Was all of this ceremony really necessary? Certainly not. Will Claudio have even the faintest memory of his baptism? Of course not. But was it a great reason to get a lot of family and friends together at a nice restaurant and party hard in a ceremony full of frumos things? You bet it was, and it was a great time.

Saturday, September 03, 2005

More Work Than I Thought

After one ceremonial first day of school and the first day of actual lessons, I can officially say that I have a lot of work to do here. These kids are sweet, smart and excited, but they sure as hell can't speak English.

We'll start with the good part, which was Thursday, September 1, the nationwide first day of school every year. At 9 a.m. students, parents and teachers waited in the school's front courtyard as I walked out with the school's adjunct director, the mayor and the Hincesti raion's director of English curriculum. (The director of the school, who is also the mayor's wife, was not present because she unexpectedly left last week to work in Italy for an undetermined length of time. I'll need to write on illegal emigration some other time, but suffice it to say for now that Moldova is the European equivalent of Guatemala, and if you have a chance to work somewhere else for more money, you pay an exorbitant amount of money to be driven across the borders in secrecy.)

The ceremony began with a tape of the Moldovan national anthem, Limba Noastra, playing on a small, yet loud boom-box. Then the oldest class, the 11th-graders, parading to the front of the remarkably well-organized crowd of 300 and leading in the newest class, the first-graders. There are between 15 and 30 children per grade in the school, so there were approximately 40 students coming in. Doamna Maria, our adjunct director, gave a short presentation, followed by the mayor, also named Petru. At one point in his improvised speech, which was peppered with many calls for health and many years and success, he mentioned that he liked having an American come to Mereseni with the same name. The raional director of the English curriculum, whose name I will fill in at a later date so that it doesn't look like I've met this woman three times and still don't know her name, gave another short speech and then presented me.

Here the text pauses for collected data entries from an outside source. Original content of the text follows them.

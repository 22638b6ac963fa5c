//! Market-data collaborators
//!
//! The graph's ingestion node depends only on [`MarketDataProvider`].
//! [`LiveMarketData`] fans out to Yahoo Finance, Finnhub and NewsAPI,
//! consulting the per-source rate limiter and the TTL cache before every
//! outbound call. A denied or failed source is omitted, never fatal.

mod finnhub;
mod indicators;
mod news;
mod newsapi;
mod yahoo;

pub use finnhub::{FinnhubClient, MAX_COMPANY_NEWS};
pub use indicators::{MIN_BARS, compute_indicators};
pub use news::{NewsArticle, dedup_headlines, headline_fingerprint};
pub use newsapi::NewsApiClient;
pub use yahoo::{PriceBar, YahooClient};

use std::collections::BTreeMap;
use std::future::Future;

use async_trait::async_trait;
use serde::de::DeserializeOwned;
use serde::{Deserialize, Serialize};
use serde_json::{Map, Value, json};
use tracing::{info, instrument, warn};

use crate::cache::{CacheKey, DataCache, DataKind};
use crate::config::SentinelConfig;
use crate::error::{Result, SentinelError};
use crate::rate_limit::{Source, SourceRateLimiter};

/// Days of daily bars requested for indicators
const HISTORY_DAYS: i64 = 365;

/// Days of company news requested
const NEWS_DAYS: i64 = 7;

/// Everything the ingestion node gathers for one ticker
#[derive(Debug, Clone, PartialEq, Default, Serialize, Deserialize)]
pub struct MarketSnapshot {
    pub technical_indicators: BTreeMap<String, f64>,
    pub stock_info: Map<String, Value>,
    pub fundamentals: Map<String, Value>,
    pub news_articles: Vec<NewsArticle>,
    pub sentiment_scores: Map<String, Value>,
}

impl MarketSnapshot {
    /// True when no source contributed anything
    pub fn is_empty(&self) -> bool {
        self.technical_indicators.is_empty()
            && self.stock_info.is_empty()
            && self.fundamentals.is_empty()
            && self.news_articles.is_empty()
            && self.sentiment_scores.is_empty()
    }
}

/// Source of gathered market data for a ticker
#[cfg_attr(test, mockall::automock)]
#[async_trait]
pub trait MarketDataProvider: Send + Sync {
    /// Gather every input the analysts read. Missing sources leave their
    /// part of the snapshot empty.
    async fn snapshot(&self, ticker: &str) -> Result<MarketSnapshot>;
}

/// Live provider backed by Yahoo Finance, Finnhub and NewsAPI
#[derive(Debug, Clone)]
pub struct LiveMarketData {
    yahoo: YahooClient,
    finnhub: Option<FinnhubClient>,
    newsapi: Option<NewsApiClient>,
    cache: DataCache,
    limiter: SourceRateLimiter,
}

impl LiveMarketData {
    pub fn new(config: &SentinelConfig) -> Result<Self> {
        let client = reqwest::Client::builder()
            .timeout(config.request_timeout)
            .build()?;

        Ok(Self {
            yahoo: YahooClient::new(),
            finnhub: config
                .finnhub_api_key
                .as_ref()
                .map(|key| FinnhubClient::new(client.clone(), key)),
            newsapi: config
                .newsapi_api_key
                .as_ref()
                .map(|key| NewsApiClient::new(client, key)),
            cache: DataCache::new(config.cache_ttl),
            limiter: SourceRateLimiter::new(),
        })
    }

    /// Share a limiter across providers
    pub fn with_limiter(mut self, limiter: SourceRateLimiter) -> Self {
        self.limiter = limiter;
        self
    }

    /// Cache hit, else budget check and fetch. `None` when denied or failed.
    async fn fetch_cached<T, F, Fut>(&self, key: CacheKey, source: Source, fetch: F) -> Option<T>
    where
        T: Serialize + DeserializeOwned,
        F: FnOnce() -> Fut,
        Fut: Future<Output = Result<T>>,
    {
        let kind = key.kind;
        let result = self
            .cache
            .get_or_fetch(key, || async {
                if !self.limiter.try_acquire(source) {
                    return Err(SentinelError::RateLimitExceeded {
                        provider: source.to_string(),
                    });
                }
                Ok(serde_json::to_value(fetch().await?)?)
            })
            .await
            .and_then(|value| Ok(serde_json::from_value(value)?));

        match result {
            Ok(value) => Some(value),
            Err(SentinelError::RateLimitExceeded { .. }) => None,
            Err(e) => {
                warn!(source = %source, kind = %kind, error = %e, "data source omitted");
                None
            }
        }
    }

    async fn indicators(&self, symbol: &str) -> BTreeMap<String, f64> {
        let key = CacheKey::new(DataKind::Indicators, symbol).with_window("1y");
        self.fetch_cached(key, Source::Yahoo, || async {
            let bars = self.yahoo.history(symbol, HISTORY_DAYS).await?;
            compute_indicators(&bars)
        })
        .await
        .unwrap_or_default()
    }

    async fn profile(&self, symbol: &str) -> Map<String, Value> {
        let Some(finnhub) = &self.finnhub else {
            return Map::new();
        };
        let key = CacheKey::new(DataKind::Profile, symbol);
        self.fetch_cached(key, Source::Finnhub, || finnhub.profile(symbol))
            .await
            .unwrap_or_default()
    }

    async fn fundamentals(&self, symbol: &str) -> Map<String, Value> {
        let Some(finnhub) = &self.finnhub else {
            return Map::new();
        };
        let key = CacheKey::new(DataKind::Fundamentals, symbol);
        self.fetch_cached(key, Source::Finnhub, || finnhub.basic_financials(symbol))
            .await
            .unwrap_or_default()
    }

    async fn sentiment(&self, symbol: &str) -> Map<String, Value> {
        let Some(finnhub) = &self.finnhub else {
            return Map::new();
        };
        let key = CacheKey::new(DataKind::Sentiment, symbol);
        self.fetch_cached(key, Source::Finnhub, || finnhub.news_sentiment(symbol))
            .await
            .unwrap_or_default()
    }

    async fn company_news(&self, symbol: &str) -> Vec<NewsArticle> {
        let Some(finnhub) = &self.finnhub else {
            return Vec::new();
        };
        let key = CacheKey::new(DataKind::CompanyNews, symbol).with_window(format!("{NEWS_DAYS}d"));
        self.fetch_cached(key, Source::Finnhub, || finnhub.company_news(symbol, NEWS_DAYS))
            .await
            .unwrap_or_default()
    }

    async fn headline_news(&self, symbol: &str) -> Vec<NewsArticle> {
        let Some(newsapi) = &self.newsapi else {
            return Vec::new();
        };
        let key = CacheKey::new(DataKind::HeadlineNews, symbol);
        self.fetch_cached(key, Source::NewsApi, || newsapi.search(symbol))
            .await
            .unwrap_or_default()
    }
}

#[async_trait]
impl MarketDataProvider for LiveMarketData {
    #[instrument(skip(self))]
    async fn snapshot(&self, ticker: &str) -> Result<MarketSnapshot> {
        let symbol = ticker.trim().to_uppercase();
        if symbol.is_empty() {
            return Err(SentinelError::InvalidSymbol(ticker.to_string()));
        }

        let (technical_indicators, mut stock_info, fundamentals, company_news, headline_news, sentiment_scores) = tokio::join!(
            self.indicators(&symbol),
            self.profile(&symbol),
            self.fundamentals(&symbol),
            self.company_news(&symbol),
            self.headline_news(&symbol),
            self.sentiment(&symbol),
        );

        if let Some(price) = technical_indicators.get("current_price") {
            stock_info.insert("current_price".to_string(), json!(price));
        }
        let news_articles = dedup_headlines(company_news.into_iter().chain(headline_news).collect());

        info!(
            symbol = %symbol,
            indicators = technical_indicators.len(),
            fundamentals = fundamentals.len(),
            articles = news_articles.len(),
            sentiment = !sentiment_scores.is_empty(),
            "market snapshot gathered"
        );

        Ok(MarketSnapshot {
            technical_indicators,
            stock_info,
            fundamentals,
            news_articles,
            sentiment_scores,
        })
    }
}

My time to shine, as I picked up my small Peace Corps-issued notebook where I had scribbled out a page-long speech the night before. The English version of the speech (which I wrote in Romanian with only two or three corrections from my host sister and dictionary consultations only to check the spellings of words that I already know and use all the time) can be found below. When I finished, I received large amounts of applause and calls of "Bravo!" as well as excessive amounts of flowers.
It seemed that at every small transition in the ceremony, a different student was giving me flowers of some sort, and when I finally managed to bring them home, I had enough to fill three vases; one for the living room, one for the kitchen and one for my nightstand. Moldovan students love giving flowers and gifts to their teachers. In Practice School in Costesti, I received a six-inch tall sculpture of two doves one week and a picture frame with a teddy bear riding in a baby carriage. Where they find these things, I don't know, but I like getting them anyway.

Next in the ceremony was the first-graders performing several songs with the musical accompaniment of an upright piano that was wheeled out to the front of the school. As with any group of six year olds trying to put together a melody, they sounded cacophonous and cute, and even if I knew every word in the Romanian language I wouldn't have been able to understand them.

After them, the 11th graders sang several songs, presented the first graders with notebooks, pencils and a two-foot-long symbolic key to the school and then addressed each grade level with two or three specific sentences. Not many of these 16 and 17 year olds had a very commanding presence or loud voice, and so the crowd began to get restless. Even the mayor was talking in a not-too-quiet whisper, and even my much-practiced movie theater turn-around "shut up" glare had no effect. I guess when you don't go to movie theaters, you don't learn how to react to the turn-around "shut up" glare.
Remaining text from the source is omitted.